Please give every entry again, exactly as it reads.
____________________
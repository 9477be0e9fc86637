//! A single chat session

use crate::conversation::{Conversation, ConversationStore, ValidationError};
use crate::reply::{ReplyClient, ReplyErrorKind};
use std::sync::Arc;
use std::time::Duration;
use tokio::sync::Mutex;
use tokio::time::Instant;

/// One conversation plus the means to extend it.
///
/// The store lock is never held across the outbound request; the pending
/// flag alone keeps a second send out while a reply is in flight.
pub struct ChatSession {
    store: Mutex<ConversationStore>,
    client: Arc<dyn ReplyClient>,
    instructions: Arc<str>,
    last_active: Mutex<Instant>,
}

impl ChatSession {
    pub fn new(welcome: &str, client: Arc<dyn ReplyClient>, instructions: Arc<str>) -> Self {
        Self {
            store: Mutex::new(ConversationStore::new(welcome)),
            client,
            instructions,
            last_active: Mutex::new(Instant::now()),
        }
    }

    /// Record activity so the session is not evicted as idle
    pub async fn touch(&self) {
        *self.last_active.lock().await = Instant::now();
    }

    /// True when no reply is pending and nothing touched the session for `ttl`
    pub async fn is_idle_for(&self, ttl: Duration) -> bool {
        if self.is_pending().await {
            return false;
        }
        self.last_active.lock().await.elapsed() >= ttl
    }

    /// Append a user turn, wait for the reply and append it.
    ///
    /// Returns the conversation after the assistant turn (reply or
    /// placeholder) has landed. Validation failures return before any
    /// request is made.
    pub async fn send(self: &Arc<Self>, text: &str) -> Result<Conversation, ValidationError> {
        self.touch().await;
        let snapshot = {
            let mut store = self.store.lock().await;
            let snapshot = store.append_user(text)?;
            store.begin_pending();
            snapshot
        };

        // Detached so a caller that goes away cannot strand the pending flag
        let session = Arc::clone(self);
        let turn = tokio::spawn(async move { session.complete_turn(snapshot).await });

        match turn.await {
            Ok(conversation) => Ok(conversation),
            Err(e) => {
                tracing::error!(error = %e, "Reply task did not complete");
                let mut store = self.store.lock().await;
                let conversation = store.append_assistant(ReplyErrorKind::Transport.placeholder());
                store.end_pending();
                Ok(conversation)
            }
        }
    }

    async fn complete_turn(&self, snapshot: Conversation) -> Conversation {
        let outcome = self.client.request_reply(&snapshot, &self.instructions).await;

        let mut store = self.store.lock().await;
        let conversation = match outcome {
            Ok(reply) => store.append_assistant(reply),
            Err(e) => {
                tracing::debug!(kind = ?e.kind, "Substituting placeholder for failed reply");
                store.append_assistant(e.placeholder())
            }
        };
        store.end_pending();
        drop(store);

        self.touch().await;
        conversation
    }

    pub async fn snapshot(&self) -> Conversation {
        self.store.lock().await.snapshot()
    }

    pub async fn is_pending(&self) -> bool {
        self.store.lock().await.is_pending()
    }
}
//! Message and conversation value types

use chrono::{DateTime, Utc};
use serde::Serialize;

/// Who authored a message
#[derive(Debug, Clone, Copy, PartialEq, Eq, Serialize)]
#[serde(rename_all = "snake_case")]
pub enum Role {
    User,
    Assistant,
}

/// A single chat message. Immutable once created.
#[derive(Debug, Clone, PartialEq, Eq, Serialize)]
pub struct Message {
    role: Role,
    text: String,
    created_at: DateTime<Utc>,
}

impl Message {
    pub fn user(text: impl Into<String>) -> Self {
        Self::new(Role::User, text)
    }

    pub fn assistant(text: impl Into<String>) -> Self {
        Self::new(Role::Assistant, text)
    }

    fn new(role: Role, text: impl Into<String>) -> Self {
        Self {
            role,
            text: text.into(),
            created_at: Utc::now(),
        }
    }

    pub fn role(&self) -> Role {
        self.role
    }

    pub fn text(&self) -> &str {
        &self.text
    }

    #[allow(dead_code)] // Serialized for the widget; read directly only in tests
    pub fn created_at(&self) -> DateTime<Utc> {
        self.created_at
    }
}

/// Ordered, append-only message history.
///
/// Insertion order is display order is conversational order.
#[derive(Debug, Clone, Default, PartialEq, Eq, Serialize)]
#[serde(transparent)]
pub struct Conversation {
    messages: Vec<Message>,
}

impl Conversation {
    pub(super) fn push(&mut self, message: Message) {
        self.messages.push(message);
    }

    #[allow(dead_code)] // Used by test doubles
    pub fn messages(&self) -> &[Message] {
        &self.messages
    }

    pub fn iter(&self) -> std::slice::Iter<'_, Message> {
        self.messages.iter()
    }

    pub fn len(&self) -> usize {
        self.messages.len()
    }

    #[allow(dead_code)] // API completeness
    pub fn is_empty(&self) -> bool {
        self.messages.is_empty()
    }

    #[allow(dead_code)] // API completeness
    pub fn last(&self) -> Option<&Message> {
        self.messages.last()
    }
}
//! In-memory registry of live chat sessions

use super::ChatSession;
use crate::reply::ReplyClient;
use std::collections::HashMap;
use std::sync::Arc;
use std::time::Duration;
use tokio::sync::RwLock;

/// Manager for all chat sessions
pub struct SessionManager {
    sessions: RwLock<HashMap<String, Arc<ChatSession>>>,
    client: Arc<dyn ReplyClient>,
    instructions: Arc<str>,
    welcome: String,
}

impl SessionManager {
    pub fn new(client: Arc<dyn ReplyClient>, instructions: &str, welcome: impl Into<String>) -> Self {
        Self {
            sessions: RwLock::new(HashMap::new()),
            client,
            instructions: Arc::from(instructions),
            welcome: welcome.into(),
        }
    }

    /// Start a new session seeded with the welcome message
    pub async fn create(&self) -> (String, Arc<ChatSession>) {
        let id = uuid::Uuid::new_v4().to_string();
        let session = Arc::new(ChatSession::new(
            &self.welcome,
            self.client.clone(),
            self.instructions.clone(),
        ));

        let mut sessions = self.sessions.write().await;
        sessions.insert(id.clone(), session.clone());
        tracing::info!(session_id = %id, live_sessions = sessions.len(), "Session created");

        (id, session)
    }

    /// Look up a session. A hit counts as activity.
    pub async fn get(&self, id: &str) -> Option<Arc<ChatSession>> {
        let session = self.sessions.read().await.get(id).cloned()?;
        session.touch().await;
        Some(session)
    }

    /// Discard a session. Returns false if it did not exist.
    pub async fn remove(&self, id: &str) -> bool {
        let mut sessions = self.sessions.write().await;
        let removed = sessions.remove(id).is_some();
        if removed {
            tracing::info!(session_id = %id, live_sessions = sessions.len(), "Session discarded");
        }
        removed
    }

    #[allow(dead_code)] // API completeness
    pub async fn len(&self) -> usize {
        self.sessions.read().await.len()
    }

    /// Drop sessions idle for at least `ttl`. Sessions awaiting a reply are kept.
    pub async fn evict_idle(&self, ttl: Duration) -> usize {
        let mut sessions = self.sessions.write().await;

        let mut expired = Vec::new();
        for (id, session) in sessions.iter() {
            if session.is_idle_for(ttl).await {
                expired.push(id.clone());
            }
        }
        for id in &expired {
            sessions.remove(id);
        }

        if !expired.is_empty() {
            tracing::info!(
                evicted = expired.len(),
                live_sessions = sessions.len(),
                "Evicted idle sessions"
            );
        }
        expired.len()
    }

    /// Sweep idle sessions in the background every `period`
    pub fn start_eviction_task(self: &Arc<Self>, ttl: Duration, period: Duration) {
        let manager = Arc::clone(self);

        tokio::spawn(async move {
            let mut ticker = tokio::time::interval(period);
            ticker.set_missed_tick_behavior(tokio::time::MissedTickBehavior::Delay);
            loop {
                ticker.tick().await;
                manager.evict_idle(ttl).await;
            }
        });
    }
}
____________________
# [Solution below]
repository 9477be0e9fc86637
//! A single chat session

use crate::conversation::{Conversation, ConversationStore, ValidationError};
use crate::reply::{ReplyClient, ReplyErrorKind};
use std::sync::Arc;
use std::time::Duration;
use tokio::sync::Mutex;
use tokio::time::Instant;

/// One conversation plus the means to extend it.
///
/// The store lock is never held across the outbound request; the pending
/// flag alone keeps a second send out while a reply is in flight.
pub struct ChatSession {
    store: Mutex<ConversationStore>,
    client: Arc<dyn ReplyClient>,
    instructions: Arc<str>,
    last_active: Mutex<Instant>,
}

impl ChatSession {
    pub fn new(welcome: &str, client: Arc<dyn ReplyClient>, instructions: Arc<str>) -> Self {
        Self {
            store: Mutex::new(ConversationStore::new(welcome)),
            client,
            instructions,
            last_active: Mutex::new(Instant::now()),
        }
    }

    /// Record activity so the session is not evicted as idle
    pub async fn touch(&self) {
        *self.last_active.lock().await = Instant::now();
    }

    /// True when no reply is pending and nothing touched the session for `ttl`
    pub async fn is_idle_for(&self, ttl: Duration) -> bool {
        if self.is_pending().await {
            return false;
        }
        self.last_active.lock().await.elapsed() >= ttl
    }

    /// Append a user turn, wait for the reply and append it.
    ///
    /// Returns the conversation after the assistant turn (reply or
    /// placeholder) has landed. Validation failures return before any
    /// request is made.
    pub async fn send(self: &Arc<Self>, text: &str) -> Result<Conversation, ValidationError> {
        self.touch().await;
        let snapshot = {
            let mut store = self.store.lock().await;
            let snapshot = store.append_user(text)?;
            store.begin_pending();
            snapshot
        };

        // Detached so a caller that goes away cannot strand the pending flag
        let session = Arc::clone(self);
        let turn = tokio::spawn(async move { session.complete_turn(snapshot).await });

        match turn.await {
            Ok(conversation) => Ok(conversation),
            Err(e) => {
                tracing::error!(error = %e, "Reply task did not complete");
                let mut store = self.store.lock().await;
                let conversation = store.append_assistant(ReplyErrorKind::Transport.placeholder());
                store.end_pending();
                Ok(conversation)
            }
        }
    }

    async fn complete_turn(&self, snapshot: Conversation) -> Conversation {
        let outcome = self.client.request_reply(&snapshot, &self.instructions).await;

        let mut store = self.store.lock().await;
        let conversation = match outcome {
            Ok(reply) => store.append_assistant(reply),
            Err(e) => {
                tracing::debug!(kind = ?e.kind, "Substituting placeholder for failed reply");
                store.append_assistant(e.placeholder())
            }
        };
        store.end_pending();
        drop(store);

        self.touch().await;
        conversation
    }

    pub async fn snapshot(&self) -> Conversation {
        self.store.lock().await.snapshot()
    }

    pub async fn is_pending(&self) -> bool {
        self.store.lock().await.is_pending()
    }
}
//! Message and conversation value types

use chrono::{DateTime, Utc};
use serde::Serialize;

/// Who authored a message
#[derive(Debug, Clone, Copy, PartialEq, Eq, Serialize)]
#[serde(rename_all = "snake_case")]
pub enum Role {
    User,
    Assistant,
}

/// A single chat message. Immutable once created.
#[derive(Debug, Clone, PartialEq, Eq, Serialize)]
pub struct Message {
    role: Role,
    text: String,
    created_at: DateTime<Utc>,
}

impl Message {
    pub fn user(text: impl Into<String>) -> Self {
        Self::new(Role::User, text)
    }

    pub fn assistant(text: impl Into<String>) -> Self {
        Self::new(Role::Assistant, text)
    }

    fn new(role: Role, text: impl Into<String>) -> Self {
        Self {
            role,
            text: text.into(),
            created_at: Utc::now(),
        }
    }

    pub fn role(&self) -> Role {
        self.role
    }

    pub fn text(&self) -> &str {
        &self.text
    }

    #[allow(dead_code)] // Serialized for the widget; read directly only in tests
    pub fn created_at(&self) -> DateTime<Utc> {
        self.created_at
    }
}

/// Ordered, append-only message history.
///
/// Insertion order is display order is conversational order.
#[derive(Debug, Clone, Default, PartialEq, Eq, Serialize)]
#[serde(transparent)]
pub struct Conversation {
    messages: Vec<Message>,
}

impl Conversation {
    pub(super) fn push(&mut self, message: Message) {
        self.messages.push(message);
    }

    #[allow(dead_code)] // Used by test doubles
    pub fn messages(&self) -> &[Message] {
        &self.messages
    }

    pub fn iter(&self) -> std::slice::Iter<'_, Message> {
        self.messages.iter()
    }

    pub fn len(&self) -> usize {
        self.messages.len()
    }

    #[allow(dead_code)] // API completeness
    pub fn is_empty(&self) -> bool {
        self.messages.is_empty()
    }

    #[allow(dead_code)] // API completeness
    pub fn last(&self) -> Option<&Message> {
        self.messages.last()
    }
}
//! In-memory registry of live chat sessions

use super::ChatSession;
use crate::reply::ReplyClient;
use std::collections::HashMap;
use std::sync::Arc;
use std::time::Duration;
use tokio::sync::RwLock;

/// Manager for all chat sessions
pub struct SessionManager {
    sessions: RwLock<HashMap<String, Arc<ChatSession>>>,
    client: Arc<dyn ReplyClient>,
    instructions: Arc<str>,
    welcome: String,
}

impl SessionManager {
    pub fn new(client: Arc<dyn ReplyClient>, instructions: &str, welcome: impl Into<String>) -> Self {
        Self {
            sessions: RwLock::new(HashMap::new()),
            client,
            instructions: Arc::from(instructions),
            welcome: welcome.into(),
        }
    }

    /// Start a new session seeded with the welcome message
    pub async fn create(&self) -> (String, Arc<ChatSession>) {
        let id = uuid::Uuid::new_v4().to_string();
        let session = Arc::new(ChatSession::new(
            &self.welcome,
            self.client.clone(),
            self.instructions.clone(),
        ));

        let mut sessions = self.sessions.write().await;
        sessions.insert(id.clone(), session.clone());
        tracing::info!(session_id = %id, live_sessions = sessions.len(), "Session created");

        (id, session)
    }

    /// Look up a session. A hit counts as activity.
    pub async fn get(&self, id: &str) -> Option<Arc<ChatSession>> {
        let session = self.sessions.read().await.get(id).cloned()?;
        session.touch().await;
        Some(session)
    }

    /// Discard a session. Returns false if it did not exist.
    pub async fn remove(&self, id: &str) -> bool {
        let mut sessions = self.sessions.write().await;
        let removed = sessions.remove(id).is_some();
        if removed {
            tracing::info!(session_id = %id, live_sessions = sessions.len(), "Session discarded");
        }
        removed
    }

    #[allow(dead_code)] // API completeness
    pub async fn len(&self) -> usize {
        self.sessions.read().await.len()
    }

    /// Drop sessions idle for at least `ttl`. Sessions awaiting a reply are kept.
    pub async fn evict_idle(&self, ttl: Duration) -> usize {
        let mut sessions = self.sessions.write().await;

        let mut expired = Vec::new();
        for (id, session) in sessions.iter() {
            if session.is_idle_for(ttl).await {
                expired.push(id.clone());
            }
        }
        for id in &expired {
            sessions.remove(id);
        }

        if !expired.is_empty() {
            tracing::info!(
                evicted = expired.len(),
                live_sessions = sessions.len(),
                "Evicted idle sessions"
            );
        }
        expired.len()
    }

    /// Sweep idle sessions in the background every `period`
    pub fn start_eviction_task(self: &Arc<Self>, ttl: Duration, period: Duration) {
        let manager = Arc::clone(self);

        tokio::spawn(async move {
            let mut ticker = tokio::time::interval(period);
            ticker.set_missed_tick_behavior(tokio::time::MissedTickBehavior::Delay);
            loop {
                ticker.tick().await;
                manager.evict_idle(ttl).await;
            }
        });
    }
}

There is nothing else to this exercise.